A public hearing on the charges, which won’t occur until after Congress returns from its August recess, could be politically awkward before the November election that will determine whether the Democrats retain control of the House and Senate.
Connecticut Representative John Larson, who is chairman of the House Democratic Caucus, said the case against Rangel is “gut-wrenching” for his colleagues. Still, Rangel should have his “day in court, as awkward as that can be” if the veteran lawmaker chooses not to settle the case, he said.
Rangel should be afforded the benefit of the doubt and the opportunity to answer the charges, Larson said. “You have to allow for both the integrity of the process and the individual,” he said.
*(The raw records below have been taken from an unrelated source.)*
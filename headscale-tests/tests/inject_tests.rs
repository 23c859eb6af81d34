//! File injection round trips against the fake runtime

use std::sync::Arc;

use headscale_e2e::{CommandRunner, FileInjector, InjectError};
use headscale_tests::{Call, Fault, FakeRuntime};

fn setup() -> (Arc<FakeRuntime>, CommandRunner, String) {
    let runtime = Arc::new(FakeRuntime::new());
    let id = runtime.seed_container("hs-inject");
    let runner = CommandRunner::new(runtime.clone(), id.clone(), "hs-inject");
    (runtime, runner, id)
}

#[tokio::test]
async fn test_write_then_read_back() {
    let (_runtime, runner, _) = setup();
    let injector = FileInjector::new(&runner);

    injector
        .write_file("/etc/headscale/config.yaml", b"log:\n  level: trace\n")
        .await
        .unwrap();
    let data = injector.read_file("/etc/headscale/config.yaml").await.unwrap();
    assert_eq!(data, b"log:\n  level: trace\n");
}

#[tokio::test]
async fn test_empty_and_binary_payloads_round_trip() {
    let (_runtime, runner, _) = setup();
    let injector = FileInjector::new(&runner);

    injector.write_file("/tmp/empty", b"").await.unwrap();
    assert!(injector.read_file("/tmp/empty").await.unwrap().is_empty());

    let binary: Vec<u8> = (0..=255u8).cycle().take(3 * 1024 * 1024 + 7).collect();
    injector.write_file("/var/lib/blob.bin", &binary).await.unwrap();
    assert_eq!(injector.read_file("/var/lib/blob.bin").await.unwrap(), binary);
}

#[tokio::test]
async fn test_long_file_names_round_trip() {
    let (runtime, runner, id) = setup();
    let injector = FileInjector::new(&runner);

    for len in [150, 255] {
        let path = format!("/tmp/{}", "n".repeat(len));
        injector.write_file(&path, b"payload").await.unwrap();
        assert_eq!(injector.read_file(&path).await.unwrap(), b"payload");
        assert_eq!(runtime.file(&id, &path).unwrap(), b"payload");
    }
}

#[tokio::test]
async fn test_parent_directories_are_created_first() {
    let (runtime, runner, id) = setup();

    FileInjector::new(&runner)
        .write_file("/a/b/c/file.txt", b"deep")
        .await
        .unwrap();

    assert!(runtime.has_dir(&id, "/a/b/c"));
    let calls = runtime.calls();
    let mkdir = calls
        .iter()
        .position(|c| matches!(c, Call::Exec(_, argv) if argv[0] == "mkdir"))
        .unwrap();
    let upload = calls
        .iter()
        .position(|c| *c == Call::Upload(id.clone(), "/a/b/c".to_string()))
        .unwrap();
    assert!(mkdir < upload);
}

#[tokio::test]
async fn test_overwrite_existing_file() {
    let (_runtime, runner, _) = setup();
    let injector = FileInjector::new(&runner);

    injector.write_file("/tmp/x", b"first").await.unwrap();
    injector.write_file("/tmp/x", b"second").await.unwrap();
    assert_eq!(injector.read_file("/tmp/x").await.unwrap(), b"second");
}

#[tokio::test]
async fn test_directory_is_not_replaced_by_file() {
    let (_runtime, runner, _) = setup();
    let injector = FileInjector::new(&runner);

    let err = injector.write_file("/etc", b"nope").await.unwrap_err();
    assert!(matches!(err, InjectError::Upload { .. }), "{:?}", err);
}

#[tokio::test]
async fn test_failed_upload_leaves_directory_behind() {
    let (runtime, runner, id) = setup();
    runtime.inject_fault(Fault::Upload);

    let err = FileInjector::new(&runner)
        .write_file("/srv/new/file", b"data")
        .await
        .unwrap_err();

    assert!(matches!(err, InjectError::Upload { .. }));
    assert!(runtime.has_dir(&id, "/srv/new"));
    assert!(runtime.file(&id, "/srv/new/file").is_none());
}

#[tokio::test]
async fn test_mkdir_failure_is_reported_as_ensure_directory() {
    let (_runtime, runner, _) = setup();
    let injector = FileInjector::new(&runner);
    injector.write_file("/tmp/occupied", b"file").await.unwrap();

    let err = injector
        .write_file("/tmp/occupied/child", b"x")
        .await
        .unwrap_err();
    match err {
        InjectError::EnsureDirectory { dir, source } => {
            assert_eq!(dir, "/tmp/occupied");
            assert!(source.stderr().unwrap_or_default().contains("File exists"));
        }
        other => panic!("expected EnsureDirectory, got {:?}", other),
    }
}

#[tokio::test]
async fn test_invalid_paths_touch_nothing() {
    let (runtime, runner, _) = setup();
    let injector = FileInjector::new(&runner);
    let calls_before = runtime.calls().len();

    for path in ["relative/file", "/tmp/dir/", "", "/tmp/.."] {
        let err = injector.write_file(path, b"x").await.unwrap_err();
        assert!(matches!(err, InjectError::InvalidPath(_)), "{}: {:?}", path, err);
    }
    assert_eq!(runtime.calls().len(), calls_before);
}

#[tokio::test]
async fn test_reading_missing_file_fails() {
    let (_runtime, runner, _) = setup();

    let err = FileInjector::new(&runner)
        .read_file("/tmp/absent")
        .await
        .unwrap_err();
    assert!(matches!(err, InjectError::Read { .. }));
}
Rangel, 80, who has served in Congress since 1971, stepped down as chairman of the tax-writing Ways and Means Committee in March after the ethics panel found he had broken House rules by accepting corporate-sponsored trips to the Caribbean.
Members of New York’s congressional delegation rallied around Rangel, expressing support at their regular meeting, lawmakers said.
“The New York delegation feels very strongly” and is “very supportive of Charlie Rangel,” particularly “when you look into what he has done for the city and the nation,” said Representative Edolphus Towns, a fellow New York Democrat. “There is no criminality here.”
“Everyone is wishing him the best,” said Democratic Representative Jose Serrano, who represents a nearby House district in the Bronx. “He feels he can be vindicated.”